_REQUIREMENT_: From the entries below, please output exactly the lines starting at the one containing "use serde::Deserialize;" and ending at the one containing "file not found)", both included.

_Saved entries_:
....................

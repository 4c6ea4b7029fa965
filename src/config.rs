//! Application configuration module
//!
//! Handles loading and validating configuration from environment variables.

use crate::introspection::IdentifierCase;
use crate::snapshot::{SnapshotOptions, DEFAULT_BATCH_SIZE};
use crate::type_mapper::{CanonicalType, TypeMapper};
use serde::Deserialize;
use std::collections::HashMap;
use std::net::Ipv4Addr;
use std::path::PathBuf;
use thiserror::Error;

#[derive(Error, Debug)]
pub enum ConfigError {
    #[error("Missing required environment variable: {0}")]
    MissingVar(String),

    #[error("Invalid configuration value: {0}")]
    InvalidValue(String),
}

/// Server configuration
#[derive(Debug, Clone, Deserialize)]
pub struct ServerConfig {
    pub host: Ipv4Addr,
    pub port: u16,
}

impl Default for ServerConfig {
    fn default() -> Self {
        Self {
            host: Ipv4Addr::new(0, 0, 0, 0),
            port: 3000,
        }
    }
}

/// Source database configuration
#[derive(Debug, Clone)]
pub struct SourceConfig {
    /// `postgres://…`, `sqlite://path` or `sqlite::memory:`
    pub url: String,
    /// Schema searched for tables (PostgreSQL)
    pub schema: String,
    pub max_connections: usize,
}

/// Local snapshot store configuration
#[derive(Debug, Clone)]
pub struct StoreConfig {
    pub path: PathBuf,
    /// Table definitions file preloaded into the schema cache
    pub table_definitions: Option<PathBuf>,
}

impl Default for StoreConfig {
    fn default() -> Self {
        Self {
            path: PathBuf::from("./snapshots.db"),
            table_definitions: None,
        }
    }
}

/// CORS configuration
#[derive(Debug, Clone, Deserialize)]
pub struct CorsConfig {
    pub allowed_origins: Vec<String>,
}

impl Default for CorsConfig {
    fn default() -> Self {
        Self {
            allowed_origins: vec!["http://localhost:3001".to_string()],
        }
    }
}

/// Complete application settings
#[derive(Debug, Clone)]
pub struct Settings {
    pub server: ServerConfig,
    pub source: SourceConfig,
    pub store: StoreConfig,
    pub snapshot: SnapshotOptions,
    pub cors: CorsConfig,
}

impl Settings {
    /// Load settings from `.env` and environment variables
    pub fn load() -> Result<Self, ConfigError> {
        // Load .env file if it exists (ignore errors if file not found)
        let _ = dotenvy::dotenv();
        Self::from_lookup(|key| std::env::var(key).ok())
    }

    /// Build settings from any key lookup
    pub fn from_lookup<F>(lookup: F) -> Result<Self, ConfigError>
    where
        F: Fn(&str) -> Option<String>,
    {
        let var = |key: &str| lookup(key).filter(|v| !v.trim().is_empty());

        let server = ServerConfig {
            host: parse_or(var("HOST"), "HOST", ServerConfig::default().host)?,
            port: parse_or(var("PORT"), "PORT", ServerConfig::default().port)?,
        };

        let url = var("SOURCE_URL").ok_or_else(|| ConfigError::MissingVar("SOURCE_URL".to_string()))?;
        validate_source_url(&url)?;
        let source = SourceConfig {
            url,
            schema: var("SOURCE_SCHEMA").unwrap_or_else(|| "public".to_string()),
            max_connections: parse_or(var("DB_MAX_CONNECTIONS"), "DB_MAX_CONNECTIONS", 10)?,
        };

        let store = StoreConfig {
            path: var("STORE_PATH")
                .map(PathBuf::from)
                .unwrap_or_else(|| StoreConfig::default().path),
            table_definitions: var("TABLE_DEFINITIONS").map(PathBuf::from),
        };

        let batch_size = parse_or(var("SNAPSHOT_BATCH_SIZE"), "SNAPSHOT_BATCH_SIZE", DEFAULT_BATCH_SIZE)?;
        if batch_size == 0 {
            return Err(ConfigError::InvalidValue(
                "SNAPSHOT_BATCH_SIZE must be greater than 0".to_string(),
            ));
        }

        let identifier_case = var("IDENTIFIER_CASE")
            .map(|v| {
                v.parse::<IdentifierCase>()
                    .map_err(|e| ConfigError::InvalidValue(format!("IDENTIFIER_CASE: {}", e)))
            })
            .transpose()?;

        let mut type_overrides = TypeMapper::default_overrides();
        if let Some(spec) = var("TYPE_OVERRIDES") {
            type_overrides.extend(parse_type_overrides(&spec)?);
        }

        let cors = CorsConfig {
            allowed_origins: var("ALLOWED_ORIGINS")
                .map(|s| s.split(',').map(|s| s.trim().to_string()).collect())
                .unwrap_or_else(|| CorsConfig::default().allowed_origins),
        };

        Ok(Self {
            server,
            source,
            store,
            snapshot: SnapshotOptions {
                batch_size,
                identifier_case,
                type_overrides,
            },
            cors,
        })
    }
}

fn parse_or<T: std::str::FromStr>(
    value: Option<String>,
    key: &str,
    default: T,
) -> Result<T, ConfigError> {
    match value {
        Some(raw) => raw
            .trim()
            .parse()
            .map_err(|_| ConfigError::InvalidValue(format!("{}={}", key, raw))),
        None => Ok(default),
    }
}

fn validate_source_url(url: &str) -> Result<(), ConfigError> {
    if url.starts_with("sqlite:") {
        return Ok(());
    }
    match url::Url::parse(url) {
        Ok(parsed) if matches!(parsed.scheme(), "postgres" | "postgresql") => {
            if parsed.host_str().is_none() {
                return Err(ConfigError::InvalidValue(
                    "Missing host in SOURCE_URL".to_string(),
                ));
            }
            Ok(())
        }
        _ => Err(ConfigError::InvalidValue(
            "Invalid SOURCE_URL format (expected postgres://… or sqlite://…)".to_string(),
        )),
    }
}

/// Parse `NAME=TYPE,NAME=TYPE` into an override table
pub fn parse_type_overrides(spec: &str) -> Result<HashMap<String, CanonicalType>, ConfigError> {
    spec.split(',')
        .map(str::trim)
        .filter(|entry| !entry.is_empty())
        .map(|entry| {
            let (name, ty) = entry.split_once('=').ok_or_else(|| {
                ConfigError::InvalidValue(format!("TYPE_OVERRIDES entry without '=': {}", entry))
            })?;
            let ty = ty
                .trim()
                .parse::<CanonicalType>()
                .map_err(|e| ConfigError::InvalidValue(format!("TYPE_OVERRIDES: {}", e)))?;
            Ok((name.trim().to_ascii_uppercase(), ty))
        })
        .collect()
}

#[cfg(test)]
mod tests {
    use super::*;

    fn lookup(pairs: &[(&str, &str)]) -> impl Fn(&str) -> Option<String> {
        let map: HashMap<String, String> = pairs
            .iter()
            .map(|(k, v)| (k.to_string(), v.to_string()))
            .collect();
        move |key| map.get(key).cloned()
    }

    #[test]
    fn test_default_server_config() {
        let config = ServerConfig::default();
        assert_eq!(config.host, Ipv4Addr::new(0, 0, 0, 0));
        assert_eq!(config.port, 3000);
    }

    #[test]
    fn defaults_apply_when_only_source_is_set() {
        let settings = Settings::from_lookup(lookup(&[("SOURCE_URL", "sqlite://./app.db")])).unwrap();
        assert_eq!(settings.source.schema, "public");
        assert_eq!(settings.source.max_connections, 10);
        assert_eq!(settings.store.path, PathBuf::from("./snapshots.db"));
        assert_eq!(settings.snapshot.batch_size, 1000);
        assert_eq!(settings.snapshot.identifier_case, None);
        assert_eq!(
            settings.snapshot.type_overrides.get("BINARY_DOUBLE"),
            Some(&CanonicalType::Double)
        );
    }

    #[test]
    fn source_url_is_required() {
        assert!(matches!(
            Settings::from_lookup(lookup(&[])),
            Err(ConfigError::MissingVar(_))
        ));
        assert!(matches!(
            Settings::from_lookup(lookup(&[("SOURCE_URL", "mysql://db/app")])),
            Err(ConfigError::InvalidValue(_))
        ));
    }

    #[test]
    fn zero_batch_size_is_rejected() {
        let result = Settings::from_lookup(lookup(&[
            ("SOURCE_URL", "postgres://u:p@localhost/app"),
            ("SNAPSHOT_BATCH_SIZE", "0"),
        ]));
        assert!(matches!(result, Err(ConfigError::InvalidValue(_))));
    }

    #[test]
    fn overrides_and_case_are_read() {
        let settings = Settings::from_lookup(lookup(&[
            ("SOURCE_URL", "postgres://u:p@localhost/app"),
            ("IDENTIFIER_CASE", "upper"),
            ("TYPE_OVERRIDES", "geometry=clob, mood = varchar"),
        ]))
        .unwrap();
        assert_eq!(settings.snapshot.identifier_case, Some(IdentifierCase::UpperCase));
        assert_eq!(
            settings.snapshot.type_overrides.get("GEOMETRY"),
            Some(&CanonicalType::Clob)
        );
        assert_eq!(
            settings.snapshot.type_overrides.get("MOOD"),
            Some(&CanonicalType::Varchar)
        );
    }

    #[test]
    fn malformed_overrides_fail() {
        assert!(parse_type_overrides("GEOMETRY").is_err());
        assert!(parse_type_overrides("GEOMETRY=shape").is_err());
        assert!(parse_type_overrides("").unwrap().is_empty());
    }
}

....................

_REPLY TO THE EXERCISE_:
use serde::Deserialize;
use std::collections::HashMap;
use std::net::Ipv4Addr;
use std::path::PathBuf;
use thiserror::Error;

#[derive(Error, Debug)]
pub enum ConfigError {
    #[error("Missing required environment variable: {0}")]
    MissingVar(String),

    #[error("Invalid configuration value: {0}")]
    InvalidValue(String),
}

/// Server configuration
#[derive(Debug, Clone, Deserialize)]
pub struct ServerConfig {
    pub host: Ipv4Addr,
    pub port: u16,
}

impl Default for ServerConfig {
    fn default() -> Self {
        Self {
            host: Ipv4Addr::new(0, 0, 0, 0),
            port: 3000,
        }
    }
}

/// Source database configuration
#[derive(Debug, Clone)]
pub struct SourceConfig {
    /// `postgres://…`, `sqlite://path` or `sqlite::memory:`
    pub url: String,
    /// Schema searched for tables (PostgreSQL)
    pub schema: String,
    pub max_connections: usize,
}

/// Local snapshot store configuration
#[derive(Debug, Clone)]
pub struct StoreConfig {
    pub path: PathBuf,
    /// Table definitions file preloaded into the schema cache
    pub table_definitions: Option<PathBuf>,
}

impl Default for StoreConfig {
    fn default() -> Self {
        Self {
            path: PathBuf::from("./snapshots.db"),
            table_definitions: None,
        }
    }
}

/// CORS configuration
#[derive(Debug, Clone, Deserialize)]
pub struct CorsConfig {
    pub allowed_origins: Vec<String>,
}

impl Default for CorsConfig {
    fn default() -> Self {
        Self {
            allowed_origins: vec!["http://localhost:3001".to_string()],
        }
    }
}

/// Complete application settings
#[derive(Debug, Clone)]
pub struct Settings {
    pub server: ServerConfig,
    pub source: SourceConfig,
    pub store: StoreConfig,
    pub snapshot: SnapshotOptions,
    pub cors: CorsConfig,
}

impl Settings {
    /// Load settings from `.env` and environment variables
    pub fn load() -> Result<Self, ConfigError> {
        // Load .env file if it exists (ignore errors if file not found)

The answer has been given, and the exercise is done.